Hugging Snoopy at Cedar Point

We like playing the carnival games at Cedar Point, too, always coming home with some new stuffed animals to add to the family of plush creatures. Both kids like that Pokemon can often be found as prizes with some of the games, but Cordy set her sights higher this year:

Cedar Point - It's so fluffy!Say it with me, folks: IT’S SO FLUFFY!

Near the end of the day, Mira got her courage back and asked to go on the Corkscrew. This roller coaster has three loops in it – I thought there was no way she’d want to go on a looping coaster. But she did, and she waited with Aaron patiently (although nervously) in line for the ride. Despite the wristband, they still checked her height again – she just barely clears 48″ and I think they were surprised a five year old wanted on the Corkscrew.

She did it, though – and she loved it! I know Mira is going to be a Cedar Point Ride Warrior as she gets older. She’s already asking how long it will take for her to be 52″ tall so she can ride Top Thrill Dragster, a ride that goes from zero to 120 miles-per-hour in four seconds. Maybe she can ride that one with her dad.

This is our third year in a row to go to Cedar Point, and we really appreciate how much there is to do in this amusement park. We love how many thrill rides are in this park, as well as plenty of family rides and in-between rides that are thrilling but not too scary.

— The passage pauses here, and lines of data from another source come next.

//! End-to-end batch scenarios through the reference codec.

use imagecraft_image::batch::ItemStatus;
use imagecraft_image::{
    BatchCoordinator, BatchItem, BatchStatus, Codec, EncodeRequest, ErrorKind, ImageFormat, Operation, Pipeline,
    Progress, RasterBuffer, StandardCodec,
};

fn encoded_png(width: u32, height: u32, rgba: [u8; 4]) -> Vec<u8> {
    let raster = RasterBuffer::filled(width, height, rgba).unwrap();
    StandardCodec::new()
        .encode(&raster, &EncodeRequest::with_default_quality(ImageFormat::Png))
        .unwrap()
}

fn sharpen_to_webp(name: &str, source: Vec<u8>) -> BatchItem {
    BatchItem::new(
        name,
        source,
        Pipeline::new()
            .then(Operation::Resize { width: Some(6), height: None, filter: Default::default() })
            .then(Operation::Sharpen { amount: 0.5 }),
        EncodeRequest::with_default_quality(ImageFormat::WebP),
    )
}

#[test]
fn corrupt_middle_item_is_isolated() {
    let mut corrupt = encoded_png(8, 8, [0, 0, 0, 255]);
    corrupt.truncate(corrupt.len() / 2);

    let items = vec![
        sharpen_to_webp("first.png", encoded_png(12, 8, [255, 0, 0, 255])),
        sharpen_to_webp("second.png", corrupt),
        sharpen_to_webp("third.png", encoded_png(3, 9, [0, 0, 255, 128])),
    ];

    let mut progress: Vec<Progress> = Vec::new();
    let mut coordinator = BatchCoordinator::new(StandardCodec::new());
    let report = coordinator.run(items, |p| progress.push(p)).unwrap();

    assert_eq!(report.status, BatchStatus::PartiallyFailed);
    assert_eq!(report.items[0].status, ItemStatus::Done);
    assert!(matches!(
        report.items[1].status,
        ItemStatus::Failed { kind: ErrorKind::CorruptData, .. }
    ));
    assert_eq!(report.items[2].status, ItemStatus::Done);

    let codec = StandardCodec::new();
    let first = report.items[0].output.as_ref().unwrap();
    assert_eq!(first.name, "first.webp");
    assert_eq!(codec.decode(&first.bytes).unwrap().dimensions(), (6, 4));
    let third = report.items[2].output.as_ref().unwrap();
    assert_eq!(codec.decode(&third.bytes).unwrap().dimensions(), (6, 18));
    assert!(report.items[1].output.is_none());

    let fractions: Vec<f64> = progress.iter().map(Progress::fraction).collect();
    assert_eq!(progress.len(), 3);
    assert!(fractions.windows(2).all(|w| w[0] < w[1]));
    assert_eq!(progress.last().unwrap().percent(), 100.0);

    assert_eq!(report.archive_entries().len(), 2);
}

#[test]
fn mixed_output_formats() {
    let source = encoded_png(5, 5, [10, 20, 30, 255]);
    let items = vec![
        BatchItem::new("a.png", source.clone(), Pipeline::new(), EncodeRequest::new(ImageFormat::Jpeg, 0.7).unwrap()),
        BatchItem::new("a.png", source.clone(), Pipeline::new(), EncodeRequest::new(ImageFormat::Png, 1.0).unwrap()),
        BatchItem::new("a.png", source, Pipeline::new(), EncodeRequest::new(ImageFormat::Png, 1.0).unwrap()),
    ];

    let report = BatchCoordinator::new(StandardCodec::new()).run(items, |_| {}).unwrap();
    assert_eq!(report.status, BatchStatus::Completed);

    let names: Vec<&str> = report.archive_entries().keys().copied().collect();
    assert_eq!(names, vec!["a-1.png", "a.jpg", "a.png"]);
}

#[test]
fn failing_operation_is_recorded() {
    let items = vec![BatchItem::new(
        "tiny.png",
        encoded_png(2, 2, [1, 1, 1, 255]),
        Pipeline::new().then(Operation::Crop(imagecraft_image::CropRegion::new(0, 0, 5, 5))),
        EncodeRequest::with_default_quality(ImageFormat::Png),
    )];

    let report = BatchCoordinator::new(StandardCodec::new()).run(items, |_| {}).unwrap();
    assert_eq!(report.status, BatchStatus::PartiallyFailed);
    assert!(matches!(
        report.items[0].status,
        ItemStatus::Failed { kind: ErrorKind::InvalidRegion, .. }
    ));
    assert!(report.progress.is_complete());
}

#[test]
fn oversized_resize_fails_only_its_item() {
    let huge = BatchItem::new(
        "huge.png",
        encoded_png(1, 1, [9, 9, 9, 255]),
        Pipeline::new().then(Operation::Resize {
            width: Some(u32::MAX),
            height: Some(u32::MAX),
            filter: Default::default(),
        }),
        EncodeRequest::with_default_quality(ImageFormat::Png),
    );
    let huge_upscale = BatchItem::new(
        "huge-upscale.png",
        encoded_png(4, 4, [9, 9, 9, 255]),
        Pipeline::new().then(Operation::Upscale { factor: 30_000.0, filter: Default::default() }),
        EncodeRequest::with_default_quality(ImageFormat::Png),
    );
    let items = vec![
        sharpen_to_webp("before.png", encoded_png(4, 4, [0, 255, 0, 255])),
        huge,
        huge_upscale,
        sharpen_to_webp("after.png", encoded_png(4, 4, [0, 0, 255, 255])),
    ];

    let report = BatchCoordinator::new(StandardCodec::new()).run(items, |_| {}).unwrap();
    assert_eq!(report.status, BatchStatus::PartiallyFailed);
    for index in [1, 2] {
        assert!(matches!(
            report.items[index].status,
            ItemStatus::Failed { kind: ErrorKind::InvalidParameter, .. }
        ));
    }
    assert_eq!(report.items[0].status, ItemStatus::Done);
    assert_eq!(report.items[3].status, ItemStatus::Done);
}

#[test]
fn every_input_corrupt_fails_the_batch() {
    let mut truncated = encoded_png(6, 6, [1, 2, 3, 255]);
    truncated.truncate(truncated.len() / 2);
    let items = vec![
        sharpen_to_webp("a.png", truncated),
        sharpen_to_webp("b.png", b"not an image at all".to_vec()),
    ];

    let report = BatchCoordinator::new(StandardCodec::new()).run(items, |_| {}).unwrap();
    assert_eq!(report.status, BatchStatus::Failed);
    assert!(report.archive_entries().is_empty());
    assert!(report.progress.is_complete());
}

#[cfg(feature = "parallel")]
#[test]
fn parallel_run_keeps_input_order() {
    let items: Vec<_> = (0..8)
        .map(|i| {
            let source = if i == 3 { b"garbage!".to_vec() } else { encoded_png(4 + i, 4, [i as u8, 0, 0, 255]) };
            sharpen_to_webp(&format!("img{i}.png"), source)
        })
        .collect();

    let mut last = 0;
    let report = BatchCoordinator::new(StandardCodec::new())
        .run_parallel(items, |p| {
            assert!(p.completed > last);
            last = p.completed;
        })
        .unwrap();

    assert_eq!(last, 8);
    assert_eq!(report.status, BatchStatus::PartiallyFailed);
    for (i, item) in report.items.iter().enumerate() {
        assert_eq!(item.index, i);
        assert_eq!(item.source_name, format!("img{i}.png"));
    }
    assert_eq!(report.failed().count(), 1);
}
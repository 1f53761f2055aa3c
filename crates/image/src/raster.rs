//! Decoded RGBA raster representation.

use crate::error::{ImageError, Result};
use image::RgbaImage;

/// Channels per pixel (R, G, B, A).
pub const CHANNELS: usize = 4;

/// Largest raster any operation will allocate, in pixels (1 GiB of RGBA).
pub const MAX_PIXELS: u64 = 1 << 28;

/// A decoded image: dimensions plus interleaved 8-bit RGBA samples.
///
/// Samples are row-major with a top-left origin. The length of the sample
/// vector is always `width * height * 4`; every operation that changes the
/// dimensions returns a freshly allocated buffer.
#[derive(Debug, Clone, PartialEq, Eq)]
pub struct RasterBuffer {
    width: u32,
    height: u32,
    samples: Vec<u8>,
}

impl RasterBuffer {
    /// Wrap existing samples, checking dimensions and length.
    pub fn new(width: u32, height: u32, samples: Vec<u8>) -> Result<Self> {
        check_dimensions(width, height)?;
        let expected = sample_len(width, height);
        if samples.len() != expected {
            return Err(ImageError::InvalidParameter(format!(
                "expected {} samples for {}x{}, got {}",
                expected,
                width,
                height,
                samples.len()
            )));
        }
        Ok(Self {
            width,
            height,
            samples,
        })
    }

    /// Create a buffer where every pixel has the same color.
    pub fn filled(width: u32, height: u32, rgba: [u8; 4]) -> Result<Self> {
        check_dimensions(width, height)?;
        let samples = rgba
            .iter()
            .copied()
            .cycle()
            .take(sample_len(width, height))
            .collect();
        Ok(Self {
            width,
            height,
            samples,
        })
    }

    /// Build a buffer by evaluating `f(x, y)` for every pixel.
    pub fn from_fn(width: u32, height: u32, mut f: impl FnMut(u32, u32) -> [u8; 4]) -> Result<Self> {
        check_dimensions(width, height)?;
        let mut samples = Vec::with_capacity(sample_len(width, height));
        for y in 0..height {
            for x in 0..width {
                samples.extend_from_slice(&f(x, y));
            }
        }
        Ok(Self {
            width,
            height,
            samples,
        })
    }

    /// Internal constructor for operations that already sized `samples`.
    pub(crate) fn from_parts(width: u32, height: u32, samples: Vec<u8>) -> Self {
        debug_assert!(width >= 1 && height >= 1);
        debug_assert_eq!(samples.len(), sample_len(width, height));
        Self {
            width,
            height,
            samples,
        }
    }

    /// Width in pixels.
    pub fn width(&self) -> u32 {
        self.width
    }

    /// Height in pixels.
    pub fn height(&self) -> u32 {
        self.height
    }

    /// `(width, height)`
    pub fn dimensions(&self) -> (u32, u32) {
        (self.width, self.height)
    }

    /// Interleaved RGBA samples.
    pub fn samples(&self) -> &[u8] {
        &self.samples
    }

    /// Consume the buffer, returning its samples.
    pub fn into_samples(self) -> Vec<u8> {
        self.samples
    }

    /// Number of pixels.
    pub fn pixel_count(&self) -> usize {
        self.width as usize * self.height as usize
    }

    /// Byte offset of pixel `(x, y)`.
    #[inline]
    pub fn offset(&self, x: u32, y: u32) -> usize {
        (y as usize * self.width as usize + x as usize) * CHANNELS
    }

    /// RGBA value of pixel `(x, y)`. Panics when out of bounds.
    #[inline]
    pub fn pixel(&self, x: u32, y: u32) -> [u8; 4] {
        let i = self.offset(x, y);
        [
            self.samples[i],
            self.samples[i + 1],
            self.samples[i + 2],
            self.samples[i + 3],
        ]
    }

    /// Whether any pixel is not fully opaque.
    pub fn has_transparency(&self) -> bool {
        self.samples.chunks_exact(CHANNELS).any(|px| px[3] != 255)
    }

    /// Allocate a zeroed buffer of the given size.
    pub(crate) fn zeroed(width: u32, height: u32) -> Self {
        Self::from_parts(width, height, vec![0; sample_len(width, height)])
    }

    pub(crate) fn samples_mut(&mut self) -> &mut [u8] {
        &mut self.samples
    }

    /// Convert into an `image` crate buffer without copying.
    pub(crate) fn into_rgba_image(self) -> RgbaImage {
        let (width, height) = (self.width, self.height);
        RgbaImage::from_raw(width, height, self.samples)
            .unwrap_or_else(|| RgbaImage::new(width, height))
    }

    /// Copy into an `image` crate buffer.
    pub(crate) fn to_rgba_image(&self) -> RgbaImage {
        self.clone().into_rgba_image()
    }

    /// Wrap an `image` crate buffer.
    pub(crate) fn from_rgba_image(img: RgbaImage) -> Result<Self> {
        let (width, height) = img.dimensions();
        Self::new(width, height, img.into_raw())
    }
}

/// Reject zero-sized rasters and rasters over [`MAX_PIXELS`].
pub(crate) fn check_dimensions(width: u32, height: u32) -> Result<()> {
    if width == 0 || height == 0 {
        return Err(ImageError::InvalidParameter(format!(
            "dimensions must be at least 1x1, got {}x{}",
            width, height
        )));
    }
    let pixels = u64::from(width) * u64::from(height);
    if pixels > MAX_PIXELS {
        return Err(ImageError::InvalidParameter(format!(
            "{}x{} is {} pixels, more than the limit of {}",
            width, height, pixels, MAX_PIXELS
        )));
    }
    Ok(())
}

#[inline]
pub(crate) fn sample_len(width: u32, height: u32) -> usize {
    width as usize * height as usize * CHANNELS
}

/// Round and clamp a float channel value into a byte.
#[inline]
pub(crate) fn clamp_channel(value: f32) -> u8 {
    value.round().clamp(0.0, 255.0) as u8
}

#[cfg(test)]
mod tests {
    use super::*;

    #[test]
    fn test_new_checks_length() {
        assert!(RasterBuffer::new(2, 2, vec![0; 16]).is_ok());
        assert!(matches!(
            RasterBuffer::new(2, 2, vec![0; 15]),
            Err(ImageError::InvalidParameter(_))
        ));
    }

    #[test]
    fn test_zero_dimensions_rejected() {
        assert!(RasterBuffer::new(0, 4, Vec::new()).is_err());
        assert!(RasterBuffer::filled(3, 0, [0, 0, 0, 255]).is_err());
    }

    #[test]
    fn test_pixel_limit() {
        assert!(check_dimensions(1 << 14, 1 << 14).is_ok());
        assert!(matches!(
            check_dimensions(u32::MAX, u32::MAX),
            Err(ImageError::InvalidParameter(_))
        ));
        assert!(check_dimensions(1 << 15, 1 << 14).is_err());
        assert!(RasterBuffer::filled(u32::MAX, 1, [0; 4]).is_err());
    }

    #[test]
    fn test_filled_and_pixel() {
        let buf = RasterBuffer::filled(3, 2, [10, 20, 30, 40]).unwrap();
        assert_eq!(buf.samples().len(), 24);
        assert_eq!(buf.pixel(2, 1), [10, 20, 30, 40]);
        assert!(buf.has_transparency());
    }

    #[test]
    fn test_from_fn_is_row_major() {
        let buf = RasterBuffer::from_fn(3, 2, |x, y| [x as u8, y as u8, 0, 255]).unwrap();
        assert_eq!(buf.pixel(2, 0), [2, 0, 0, 255]);
        assert_eq!(buf.pixel(0, 1), [0, 1, 0, 255]);
        assert_eq!(buf.offset(0, 1), 12);
        assert!(!buf.has_transparency());
    }

    #[test]
    fn test_rgba_image_conversion() {
        let buf = RasterBuffer::from_fn(4, 3, |x, y| [x as u8, y as u8, 7, 255]).unwrap();
        let img = buf.to_rgba_image();
        assert_eq!(img.dimensions(), (4, 3));
        assert_eq!(RasterBuffer::from_rgba_image(img).unwrap(), buf);
    }

    #[test]
    fn test_clamp_channel() {
        assert_eq!(clamp_channel(-3.0), 0);
        assert_eq!(clamp_channel(254.6), 255);
        assert_eq!(clamp_channel(300.0), 255);
    }
}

Our energy level ran out before we ran out of rides and attractions to visit – you can’t do it all in a day!

We're a Cedar Point FamilyWe’re a Cedar Point family!

Yes, we love Disney World and will always love Disney World, but Disney’s roller coasters can’t compare to the roller coasters at Cedar Point. And unlike Disney, Cedar Point is an Ohio theme park that’s easy to daytrip or take a short Ohio staycation at Lake Erie.

If you have the chance, get to Cedar Point to try the new GateKeeper this year, and then let me know how you liked it! I’m hoping we’ll visit again later this summer, perhaps with more adults in our group, so Aaron and I can take a ride on GateKeeper together!

Full disclosure: I was invited by Cedar Point to bring my family to the park for the day and received complimentary admission into the park and lunch. Mira’s blossoming Ride Warrior personality comes to her naturally – both of her parents love roller coasters!